**TASK STATEMENT**
What you return must be an exact copy of the lines in the listing below between the line holding "let (higher_trades, higher_wins)" and the line holding "let total_pnl = cumulative.last().copied().unwrap_or_default();", inclusive, and nothing more.

**EXERCISE DATA**
//! Summary statistics over settled trades.
//!
//! Every float in [`BacktestStats`] is finite so the struct serializes to
//! plain JSON. Subsets with no trades report 0.0.

use btc_predictor_core::{Direction, SimulatedTrade};
use rust_decimal::prelude::ToPrimitive;
use rust_decimal::Decimal;
use serde::{Deserialize, Serialize};

/// Confidence buckets, left-closed. The last bucket includes 1.0.
pub const CALIBRATION_BUCKETS: [(f64, f64); 5] =
    [(0.5, 0.6), (0.6, 0.7), (0.7, 0.8), (0.8, 0.9), (0.9, 1.0)];

#[derive(Debug, Clone, PartialEq, Serialize, Deserialize)]
pub struct CalibrationBucket {
    pub label: String,
    pub lower: f64,
    pub upper: f64,
    pub win_rate: f64,
    pub count: usize,
}

#[derive(Debug, Clone, PartialEq, Serialize, Deserialize)]
pub struct FoldStats {
    pub fold: usize,
    pub trades: usize,
    pub wins: usize,
    pub da: f64,
}

#[derive(Debug, Clone, PartialEq, Default, Serialize, Deserialize)]
pub struct BacktestStats {
    pub total_trades: usize,
    pub wins: usize,
    pub higher_trades: usize,
    pub lower_trades: usize,
    pub total_da: f64,
    pub higher_da: f64,
    pub lower_da: f64,
    pub inverted_da: f64,
    #[serde(with = "rust_decimal::serde::float")]
    pub total_pnl: Decimal,
    #[serde(with = "rust_decimal::serde::float")]
    pub mdd: Decimal,
    pub sharpe: f64,
    pub max_consecutive_losses: u32,
    pub calibration: Vec<CalibrationBucket>,
    pub cumulative_pnl: Vec<f64>,
    pub per_fold_da: Vec<f64>,
    pub per_fold: Vec<FoldStats>,
    pub fold_sigma: f64,
    pub worst_fold_da: f64,
    pub trimmed_mean_da: f64,
}

impl BacktestStats {
    #[must_use]
    pub fn is_empty(&self) -> bool {
        self.total_trades == 0
    }
}

/// Computes statistics over the settled trades in `trades`, in the given
/// order. Pending trades are ignored.
///
/// `test_days` must match the engine's test window so per-fold figures line
/// up with the folds that produced them.
#[must_use]
pub fn calculate_backtest_stats(trades: &[SimulatedTrade], test_days: u32) -> BacktestStats {
    let settled: Vec<&SimulatedTrade> = trades.iter().filter(|t| !t.is_pending()).collect();
    if settled.is_empty() {
        return BacktestStats::default();
    }

    let total_trades = settled.len();
    let wins = settled.iter().filter(|t| t.is_win()).count();
    let (higher_trades, higher_wins) = direction_counts(&settled, Direction::Higher);
    let (lower_trades, lower_wins) = direction_counts(&settled, Direction::Lower);
    let total_da = ratio(wins, total_trades);

    let pnl: Vec<Decimal> = settled.iter().map(|t| t.pnl().unwrap_or_default()).collect();
    let cumulative = cumulative_sum(&pnl);
    let total_pnl = cumulative.last().copied().unwrap_or_default();

    let per_fold = per_fold_stats(&settled, test_days);
    let per_fold_da: Vec<f64> = per_fold.iter().map(|f| f.da).collect();
    let (fold_sigma, worst_fold_da, trimmed_mean_da) = fold_robustness(&per_fold_da);

    BacktestStats {
        total_trades,
        wins,
        higher_trades,
        lower_trades,
        total_da,
        higher_da: ratio(higher_wins, higher_trades),
        lower_da: ratio(lower_wins, lower_trades),
        inverted_da: 1.0 - total_da,
        total_pnl,
        mdd: max_drawdown(&cumulative),
        sharpe: sharpe_ratio(&pnl),
        max_consecutive_losses: max_consecutive_losses(settled.iter().map(|t| t.is_win())),
        calibration: calibration_table(&settled),
        cumulative_pnl: cumulative.iter().map(|d| d.to_f64().unwrap_or(0.0)).collect(),
        per_fold_da,
        per_fold,
        fold_sigma,
        worst_fold_da,
        trimmed_mean_da,
    }
}

#[allow(clippy::cast_precision_loss)]
fn ratio(num: usize, den: usize) -> f64 {
    if den == 0 {
        0.0
    } else {
        num as f64 / den as f64
    }
}

fn direction_counts(trades: &[&SimulatedTrade], direction: Direction) -> (usize, usize) {
    trades
        .iter()
        .filter(|t| t.direction() == direction)
        .fold((0, 0), |(n, w), t| (n + 1, w + usize::from(t.is_win())))
}

#[must_use]
pub fn cumulative_sum(pnl: &[Decimal]) -> Vec<Decimal> {
    pnl.iter()
        .scan(Decimal::ZERO, |acc, p| {
            *acc += *p;
            Some(*acc)
        })
        .collect()
}

/// Largest peak-to-trough fall of a cumulative PnL curve.
///
/// The peak starts at the first point, so a curve that only falls from its
/// first value reports that fall.
#[must_use]
pub fn max_drawdown(cumulative: &[Decimal]) -> Decimal {
    let Some(&first) = cumulative.first() else {
        return Decimal::ZERO;
    };
    let mut peak = first;
    let mut max_dd = Decimal::ZERO;
    for &equity in cumulative {
        if equity > peak {
            peak = equity;
        }
        let drawdown = peak - equity;
        if drawdown > max_dd {
            max_dd = drawdown;
        }
    }
    max_dd
}

/// Trade-level Sharpe: mean over sample standard deviation. Not annualized.
#[must_use]
#[allow(clippy::cast_precision_loss)]
pub fn sharpe_ratio(pnl: &[Decimal]) -> f64 {
    if pnl.len() < 2 {
        return 0.0;
    }
    let values: Vec<f64> = pnl.iter().map(|p| p.to_f64().unwrap_or(0.0)).collect();
    let n = values.len() as f64;
    let mean = values.iter().sum::<f64>() / n;
    let var = values.iter().map(|v| (v - mean).powi(2)).sum::<f64>() / (n - 1.0);
    let std = var.sqrt();
    if std == 0.0 || !std.is_finite() {
        0.0
    } else {
        mean / std
    }
}

/// Longest run of losses in order.
pub fn max_consecutive_losses(outcomes: impl IntoIterator<Item = bool>) -> u32 {
    let mut current_streak = 0u32;
    let mut max_streak = 0u32;
    for won in outcomes {
        if won {
            current_streak = 0;
        } else {
            current_streak += 1;
            max_streak = max_streak.max(current_streak);
        }
    }
    max_streak
}

fn bucket_label(lower: f64, upper: f64, last: bool) -> String {
    if last {
        format!("[{lower:.1}, {upper:.1}]")
    } else {
        format!("[{lower:.1}, {upper:.1})")
    }
}

fn calibration_table(trades: &[&SimulatedTrade]) -> Vec<CalibrationBucket> {
    let last = CALIBRATION_BUCKETS.len() - 1;
    CALIBRATION_BUCKETS
        .iter()
        .enumerate()
        .filter_map(|(i, &(lower, upper))| {
            let in_bucket: Vec<&&SimulatedTrade> = trades
                .iter()
                .filter(|t| {
                    let c = t.confidence();
                    c >= lower && (c < upper || (i == last && c <= upper))
                })
                .collect();
            if in_bucket.is_empty() {
                return None;
            }
            let wins = in_bucket.iter().filter(|t| t.is_win()).count();
            Some(CalibrationBucket {
                label: bucket_label(lower, upper, i == last),
                lower,
                upper,
                win_rate: ratio(wins, in_bucket.len()),
                count: in_bucket.len(),
            })
        })
        .collect()
}

/// Assigns trades to `floor((open_time - first_open) / test_days)` and
/// reports each non-empty fold in index order.
fn per_fold_stats(trades: &[&SimulatedTrade], test_days: u32) -> Vec<FoldStats> {
    let Some(first) = trades.iter().map(|t| t.open_time()).min() else {
        return Vec::new();
    };
    let width = i64::from(test_days.max(1)) * 86_400;

    let mut folds: std::collections::BTreeMap<usize, (usize, usize)> =
        std::collections::BTreeMap::new();
    for trade in trades {
        let offset = (trade.open_time() - first).num_seconds();
        let index = usize::try_from(offset / width).unwrap_or(0);
        let entry = folds.entry(index).or_default();
        entry.0 += 1;
        entry.1 += usize::from(trade.is_win());
    }

    folds
        .into_iter()
        .map(|(fold, (trades, wins))| FoldStats {
            fold,
            trades,
            wins,
            da: ratio(wins, trades),
        })
        .collect()
}

/// `(population std, minimum, trimmed mean)` of per-fold accuracies.
///
/// The trimmed mean drops one best and one worst fold when there are at
/// least three folds.
#[allow(clippy::cast_precision_loss)]
fn fold_robustness(das: &[f64]) -> (f64, f64, f64) {
    if das.is_empty() {
        return (0.0, 0.0, 0.0);
    }
    let n = das.len() as f64;
    let mean = das.iter().sum::<f64>() / n;
    let sigma = (das.iter().map(|d| (d - mean).powi(2)).sum::<f64>() / n).sqrt();
    let worst = das.iter().copied().fold(f64::INFINITY, f64::min);

    let trimmed = if das.len() >= 3 {
        let mut sorted = das.to_vec();
        sorted.sort_by(f64::total_cmp);
        let inner = &sorted[1..sorted.len() - 1];
        inner.iter().sum::<f64>() / inner.len() as f64
    } else {
        mean
    };
    (sigma, worst, trimmed)
}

**SOLUTION FOR THIS PROBLEM**
    let (higher_trades, higher_wins) = direction_counts(&settled, Direction::Higher);
    let (lower_trades, lower_wins) = direction_counts(&settled, Direction::Lower);
    let total_da = ratio(wins, total_trades);

    let pnl: Vec<Decimal> = settled.iter().map(|t| t.pnl().unwrap_or_default()).collect();
    let cumulative = cumulative_sum(&pnl);
    let total_pnl = cumulative.last().copied().unwrap_or_default();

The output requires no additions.